If it’s the latter, I think that the text operates just fine as-is. But if it’s the former—and media outlets have certainly treated it like it’s the former—I think that it leaves a lot to be desired.
Contrast the language in New York’s proposed amendment with that of Maryland’s proposed amendment, also on the ballot next year:
That every person, as a central component of an individual’s rights to liberty and equality, has the fundamental right to reproductive freedom, including but not limited to the ability to make and effectuate decisions to prevent, continue, or end one’s own pregnancy. The state may not, directly or indirectly, deny, burden, or abridge the right unless justified by a compelling state interest achieved by the least restrictive means.
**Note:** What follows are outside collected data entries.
impl RegistryService {
    pub fn new(
        data_source: Box<dyn RegistryDataSource + Send>,
        settings: ServiceSettings,
    ) -> Self {
        let traits = data_source.static_traits();
        let redirects =
            Redirects::from_raw(&settings.archetype_redirects, &settings.name_redirects);

        Self {
            state: Mutex::new(RegistryState::default()),
            redirects,
            propagator: DefaultsPropagator::new(),
            targets: Vec::new(),
            post_refresh: RefreshObserverList::default(),
            data_source: Some(data_source),
            traits,
            settings,
            owner: thread::current().id(),
            initialized: false,
            was_loaded: false,
            is_cooking: false,
        }
    }

    /// Hydrates the state from a snapshot where the traits allow it,
    /// then opens and closes the data source initialization window.
    pub fn initialize(&mut self) -> anyhow::Result<()> {
        self.check_owner_thread();

        self.was_loaded = self.try_load_from_file();

        if self.was_loaded {
            // Populate checksum caches before anything replicates.
            self.state().checksum();
        }

        self.with_data_source(|source, bridge| source.initialize(bridge))?;
        self.with_data_source(|source, bridge| source.post_initialize(bridge))?;

        self.initialized = true;
        debug!(
            records = self.with_state(|state| state.records_num(None)),
            loaded_from_snapshot = self.was_loaded,
            "registry service initialized"
        );

        Ok(())
    }

    /// Tears down the data source and persists or discards the
    /// development snapshot per the source traits.
    pub fn deinitialize(&mut self) {
        self.check_owner_thread();

        self.with_data_source(|source, bridge| {
            source.deinitialize(bridge);
            Ok(())
        })
        .ok();

        if self.traits.supports_development_cooking {
            let path = self.development_snapshot_path();
            let source_name = self.data_source_name();
            let state = self.state();
            if let Err(err) = state.save_to_file(&path, false, &source_name) {
                warn!(path = %path.display(), error = %err, "failed to persist development snapshot");
            }
        } else {
            // Drop a stale snapshot so a future configuration change
            // cannot resurrect outdated data.
            let path = self.development_snapshot_path();
            if std::fs::remove_file(&path).is_ok() {
                debug!(path = %path.display(), "removed stale development snapshot");
            }
        }

        self.initialized = false;
    }

    pub fn is_initialized(&self) -> bool {
        self.initialized
    }

    pub fn snapshot_path(&self) -> PathBuf {
        self.settings.snapshot_directory.join(REGISTRY_FILENAME)
    }

    pub fn development_snapshot_path(&self) -> PathBuf {
        self.settings.snapshot_directory.join(DEV_REGISTRY_FILENAME)
    }

    fn try_load_from_file(&mut self) -> bool {
        let source_name = self.data_source_name();

        if self.traits.supports_development_cooking {
            let path = self.development_snapshot_path();
            return path.exists()
                && self.state().load_from_file(&path, false, &source_name).is_ok();
        }

        if self.traits.supports_cooking {
            let path = self.snapshot_path();
            return path.exists()
                && self.state().load_from_file(&path, true, &source_name).is_ok();
        }

        false
    }

    fn data_source_name(&self) -> String {
        self.data_source
            .as_ref()
            .map(|source| source.name().to_owned())
            .unwrap_or_default()
    }

    // ------------------------------------------------------------------
    // State access
    // ------------------------------------------------------------------

    fn state(&self) -> MutexGuard<'_, RegistryState> {
        self.state.lock().unwrap_or_else(PoisonError::into_inner)
    }

    /// Runs a closure against the locked state. Safe from any thread.
    pub fn with_state<R>(&self, f: impl FnOnce(&RegistryState) -> R) -> R {
        f(&self.state())
    }

    pub fn redirects(&self) -> &Redirects {
        &self.redirects
    }

    pub fn cached_checksum(&self) -> Option<u32> {
        self.state().cached_checksum()
    }

    /// Deterministic diagnostic listing of the whole registry.
    pub fn dump(&self) -> String {
        self.state().dump()
    }

    // ------------------------------------------------------------------
    // Item helpers
    // ------------------------------------------------------------------

    pub fn reset_item(&self, item: &mut Item) {
        item.reset(&self.state());
    }

    pub fn validate_item(&self, item: &Item) -> bool {
        item.validate(&self.state())
    }

    pub fn synchronize_item(&self, item: &mut Item) {
        item.synchronize(&self.state(), &self.redirects);
    }

    pub fn net_write_item(&self, item: &mut Item, writer: &mut BitWriter) -> bool {
        item.net_write(&self.state(), writer)
    }

    pub fn net_read_item(&self, item: &mut Item, reader: &mut BitReader<'_>) -> bool {
        item.net_read(&self.state(), reader)
    }

    pub fn net_write_stack(&self, stack: &mut ItemStack, writer: &mut BitWriter) -> bool {
        stack.net_write(&self.state(), writer)
    }

    pub fn net_read_stack(&self, stack: &mut ItemStack, reader: &mut BitReader<'_>) -> bool {
        stack.net_read(&self.state(), reader)
    }

    // ------------------------------------------------------------------
    // Refreshing
    // ------------------------------------------------------------------

    pub fn force_refresh(&mut self, synchronous: bool) {
        self.check_owner_thread();
        self.with_data_source(|source, bridge| {
            source.force_refresh(bridge, synchronous);
            Ok(())
        })
        .ok();
    }

    pub fn flush_pending_refresh(&mut self) {
        self.check_owner_thread();
        self.with_data_source(|source, bridge| {
            source.flush_pending_refresh(bridge);
            Ok(())
        })
        .ok();
    }

    pub fn cancel_pending_refresh(&mut self) {
        if let Some(source) = &mut self.data_source {
            source.cancel_pending_refresh();
        }
    }

    pub fn is_pending_refresh(&self) -> bool {
        self.data_source
            .as_ref()
            .is_some_and(|source| source.is_pending_refresh())
    }

    pub fn is_refreshing(&self) -> bool {
        self.data_source
            .as_ref()
            .is_some_and(|source| source.is_refreshing())
    }

    // ------------------------------------------------------------------
    // Cooking
    // ------------------------------------------------------------------

    pub fn is_cooking(&self) -> bool {
        self.is_cooking
    }

    pub fn on_cook_started(&mut self) {
        self.check_owner_thread();

        if !self.is_cooking {
            if self.traits.supports_cooking {
                self.with_data_source(|source, bridge| {
                    source.on_cook_started(bridge);
                    Ok(())
                })
                .ok();
            }

            self.is_cooking = true;
        }
    }

    pub fn on_cook_finished(&mut self) {
        self.check_owner_thread();

        if self.is_cooking {
            self.is_cooking = false;

            if self.traits.supports_cooking {
                self.with_data_source(|source, bridge| {
                    source.on_cook_finished(bridge);
                    Ok(())
                })
                .ok();
            }
        }
    }

    /// Writes the cooked snapshot. Must be called between
    /// [`RegistryService::on_cook_started`] and
    /// [`RegistryService::on_cook_finished`].
    pub fn write_for_cook(&mut self, path: &Path) -> bool {
        assert!(self.is_cooking, "cooked snapshot writes require the cooking mode");

        if !self.traits.supports_cooking {
            return false;
        }

        // Regenerating at runtime is safer than cooking doubtful data.
        let verified = self
            .data_source
            .as_ref()
            .is_some_and(|source| source.verify_assumptions_for_cook());

        if !verified {
            warn!("data source declined the cooked snapshot write");
            return false;
        }

        let source_name = self.data_source_name();
        let result = self.state().save_to_file(path, true, &source_name);

        if let Err(err) = &result {
            warn!(path = %path.display(), error = %err, "failed to write the cooked snapshot");
        }

        result.is_ok()
    }

    // ------------------------------------------------------------------
    // Observers and propagation targets
    // ------------------------------------------------------------------

    pub fn register_post_refresh(&mut self, observer: RefreshObserver) -> RefreshObserverHandle {
        self.post_refresh.register(observer)
    }

    pub fn unregister_post_refresh(&mut self, handle: RefreshObserverHandle) {
        self.post_refresh.unregister(handle)
    }

    /// Registers a container of item handles for defaults propagation.
    /// Targets are keyed by their stable id.
    pub fn register_propagation_target(&mut self, target: Box<dyn PropagationTarget + Send>) {
        self.targets.push(target);
    }

    pub fn unregister_propagation_target(&mut self, target_id: u64) {
        self.targets.retain(|target| target.target_id() != target_id);
    }

    pub fn set_gather_filter(&mut self, filter: GatherFilter) {
        self.propagator.set_gather_filter(filter);
    }

    pub fn register_pre_propagate(
        &mut self,
        observer: PropagationObserver,
    ) -> PropagationObserverHandle {
        self.propagator.register_pre_propagate(observer)
    }

    pub fn register_post_propagate(
        &mut self,
        observer: PropagationObserver,
    ) -> PropagationObserverHandle {
        self.propagator.register_post_propagate(observer)
    }

    // ------------------------------------------------------------------
    // Pipeline internals
    // ------------------------------------------------------------------

    fn check_owner_thread(&self) {
        assert!(
            thread::current().id() == self.owner,
            "registry mutation attempted outside the owner thread"
        );
    }

    fn check_data_source_contract(&self) {
        self.check_owner_thread();
        assert!(
            !self.is_cooking,
            "data source attempted to modify the cooked registry state"
        );
        assert!(
            !self.traits.is_persistent || !self.initialized,
            "persistent data source attempted to modify the registry after initialization"
        );
    }

    fn with_data_source<R>(
        &mut self,
        f: impl FnOnce(&mut dyn RegistryDataSource, &mut dyn RegistryBridge) -> anyhow::Result<R>,
    ) -> anyhow::Result<R> {
        let Some(mut source) = self.data_source.take() else {
            anyhow::bail!("registry data source is missing");
        };

        let result = f(source.as_mut(), self);
        self.data_source = Some(source);
        result
    }

    fn report_stale_records(&self) {
        let state = self.state();

        for record in state.records() {
            if self.redirects.is_stale(record.id()) {
                warn!(id = %record.id(), "registry record id has an outgoing redirect");
            }
        }
    }

    fn on_post_refresh(&mut self, mut context: PropagationContext) {
        self.report_stale_records();

        // Refresh the cached checksums up front so diffing can use the
        // fast comparator.
        self.state().checksum();
        context.original_state.checksum();

        {
            let state = self.state();
            context.original_state.diff_records(&state);
        }

        if context.original_state.has_records() {
            let state = self.state.lock().unwrap_or_else(PoisonError::into_inner);
            let mut targets: Vec<&mut dyn PropagationTarget> = self
                .targets
                .iter_mut()
                .map(|target| target.as_mut() as &mut dyn PropagationTarget)
                .collect();

            self.propagator
                .propagate_defaults(&state, &self.redirects, &mut context, &mut targets);
        }

        self.post_refresh.broadcast();
    }
}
This is a good amendment! It: (1) identifies a “fundamental right to reproductive freedom”; (2) defines it as including “the ability to make . . . decisions to prevent, continue, or end one’s own pregnancy”; and (3) sets a standard (strict scrutiny) for how courts should review any restrictions. Most other amendments that I’ve seen include more explicit protections for the right of contraception, and it would certainly be better (and wiser, in the long run) for the Maryland amendment to have a protection beyond “the ability to make . . . decisions to prevent . . . one’s pregnancy”—but this is a good, tightly worded amendment that’s likely to have its desired outcome.
Contrast that with New York’s, which doesn’t even go so far as to define an express right to abortion.
If I lived in New York, I’d enthusiastically vote for this measure next year—but I wouldn’t do so with the assumption that it’ll constitutionalize abortion rights.